This time, the woman is in charge — and the man is by her side

There was no policy on kissing this time around. And while that didn’t sum up the whole of the difference when it comes to women in national politics, it certainly says a lot.

In the summer of 1984, after all, kissing was all the talk at the Democratic National Convention, as strategists tied themselves in knots discussing how Walter Mondale and Geraldine Ferraro — the first co-ed presidential ticket in history — should interact.

“Mondale cannot, whatever he does, kiss her,” pollster Patrick H. Caddell told New York Times reporter Maureen Dowd, (then not yet a columnist) in a front page article titled “Goodbye Male Ticket, Hello Etiquette Gap.”

And farther down in that story — which surely would have gone viral had there been such a thing — political consultant Frank Mankiewicz mused that “Their spouses should always be present. They don’t want people to think they’re ever alone together. They can’t touch. They’ll have to stay separate for awhile.”

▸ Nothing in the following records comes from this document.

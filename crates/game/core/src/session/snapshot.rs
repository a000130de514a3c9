//! Structured run snapshot.
//!
//! The snapshot is an explicit record rather than an ad-hoc serialized
//! document: the runtime serializes it only at the persistence boundary,
//! and both save and load go through the same struct so the shape cannot
//! drift between the two.

use crate::config::GameConfig;
use crate::entity::Difficulty;

/// In-progress run state stored alongside a session row.
#[derive(Clone, Debug, PartialEq, Eq)]
#[cfg_attr(feature = "serde", derive(serde::Serialize, serde::Deserialize))]
pub struct RunSnapshot {
    pub current_room_index: usize,
    pub total_rooms: usize,
    pub is_monster_defeated: bool,
    pub is_room_completed: bool,
    /// Heals consumed in the current room; reset on room entry and capped
    /// by [`GameConfig::max_heals_per_room`].
    pub heals_used_in_room: u32,
    pub score: i64,
    /// Difficulty chosen for the run, driving score scaling.
    pub difficulty: Difficulty,
}

impl RunSnapshot {
    pub fn new(total_rooms: usize, difficulty: Difficulty) -> Self {
        Self {
            current_room_index: 0,
            total_rooms,
            is_monster_defeated: false,
            is_room_completed: false,
            heals_used_in_room: 0,
            score: 0,
            difficulty,
        }
    }

    /// Whether the run currently points past no further rooms.
    pub fn at_last_room(&self) -> bool {
        self.current_room_index + 1 >= self.total_rooms
    }

    /// Move the pointer to `index` and reset per-room state.
    pub fn enter_room(&mut self, index: usize) {
        self.current_room_index = index;
        self.is_monster_defeated = false;
        self.is_room_completed = false;
        self.heals_used_in_room = 0;
    }

    pub fn heal_available(&self, config: &GameConfig) -> bool {
        self.heals_used_in_room < config.max_heals_per_room
    }

    /// Score granted for clearing a room at the run difficulty.
    pub fn room_score(&self, config: &GameConfig) -> i64 {
        config.room_score_base * (self.difficulty.ordinal() + 1)
    }

    /// Bonus granted for completing the dungeon.
    pub fn completion_bonus(&self, config: &GameConfig) -> i64 {
        config.dungeon_bonus_base * (self.difficulty.ordinal() + 1)
    }
}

So in the department of keeping track of progress where you can find it, add the fact that it was all the embracing on the podium in Philadelphia, rather than the deliberate lack thereof, that was the takeaway theme. Obama hugged Clinton, and the photo went bonkers on Instagram, quickly becoming the most-liked Instagram photo of the campaign. Clinton and her running mate Tim Kaine walked arm in arm across the stage with no one thinking for a moment that the two looked like “teenager(s) on a first date with that ‘how in the world do you pin the corsage on her’ problem,” which is the way Democratic consultant Robert Squier described Mondale/Ferraro’s early body language.

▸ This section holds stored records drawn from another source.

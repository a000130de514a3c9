//! In-memory dungeon store.

use std::collections::HashMap;
use std::sync::Mutex;
use std::sync::atomic::{AtomicU64, Ordering};

use async_trait::async_trait;

use delve_core::entity::{ArtifactId, Dungeon, DungeonId, MonsterId, RoomId};

use crate::error::{EngineError, Result};
use crate::repository::DungeonRepository;

/// In-memory dungeon store. Rooms, their monsters, and the attached
/// artifact are stored inline with the dungeon and receive identity on
/// create, mirroring a cascading insert.
#[derive(Default)]
pub struct InMemoryDungeons {
    rows: Mutex<HashMap<u64, Dungeon>>,
    next_dungeon_id: AtomicU64,
    next_room_id: AtomicU64,
    next_monster_id: AtomicU64,
    next_artifact_id: AtomicU64,
}

impl InMemoryDungeons {
    pub fn new() -> Self {
        Self::default()
    }
}

#[async_trait]
impl DungeonRepository for InMemoryDungeons {
    async fn create(&self, mut dungeon: Dungeon) -> Result<Dungeon> {
        let id = self.next_dungeon_id.fetch_add(1, Ordering::Relaxed) + 1;
        dungeon.id = DungeonId(id);

        for room in &mut dungeon.rooms {
            room.id = RoomId(self.next_room_id.fetch_add(1, Ordering::Relaxed) + 1);
            if let Some(monster) = &mut room.monster {
                monster.id = MonsterId(self.next_monster_id.fetch_add(1, Ordering::Relaxed) + 1);
            }
        }
        if let Some(artifact) = &mut dungeon.artifact {
            artifact.id = ArtifactId(self.next_artifact_id.fetch_add(1, Ordering::Relaxed) + 1);
        }

        self.rows.lock().unwrap().insert(id, dungeon.clone());
        Ok(dungeon)
    }

    async fn find(&self, id: DungeonId) -> Result<Option<Dungeon>> {
        Ok(self.rows.lock().unwrap().get(&id.0).cloned())
    }

    async fn save(&self, dungeon: &Dungeon) -> Result<()> {
        let mut rows = self.rows.lock().unwrap();
        if !rows.contains_key(&dungeon.id.0) {
            return Err(EngineError::not_found("dungeon", dungeon.id));
        }
        rows.insert(dungeon.id.0, dungeon.clone());
        Ok(())
    }

    async fn delete(&self, id: DungeonId) -> Result<()> {
        self.rows
            .lock()
            .unwrap()
            .remove(&id.0)
            .map(|_| ())
            .ok_or_else(|| EngineError::not_found("dungeon", id))
    }

    async fn list_by_explored(&self, explored: bool) -> Result<Vec<Dungeon>> {
        let rows = self.rows.lock().unwrap();
        let mut dungeons: Vec<Dungeon> = rows
            .values()
            .filter(|d| d.is_explored() == explored)
            .cloned()
            .collect();
        dungeons.sort_by_key(|d| d.id);
        Ok(dungeons)
    }
}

Instead, the power of the moment was how awkward it wasn’t. Two politicians stood on a stage, hands clasped and raised, and two things were true: a) that the woman was the lead candidate, the man her second, and b) it looked perfectly normal.

The fact Clinton is the first woman to lead a major party presidential ticket was oft-noted for its historical import, yes. And the gender-tinged critique of her with such loaded words as “shrill” and “strident” is still ripe for commentary. But it’s the lack of gender-talk in so many ways that may well be the most historically notable fact of this history-making nomination.

Hillary Clinton is a woman, and in more ways than not, it makes no difference.

Certainly it doesn’t to young women, who have no direct memory of Ferraro, who favored Sanders over Clinton in the primaries, and who would probably be be utterly confused by talk of whether a male candidate should open the car door for his female running mate (yes, consultants fretted about that in 1984).

To them the Clinton-Kaine ticket should act like, well, a presidential ticket, and a female candidate for president should act like, you know, a female candidate, or secretary of state, or speaker of the House or any of the other women politicians they have come to accept as the norm.

Gender relations in the U.S. are certainly not perfect at the moment. There is not wage parity. Misogyny is rampant online. Still, it is a huge step that a woman in charge and a man as her second is so familiar as to need no choreography.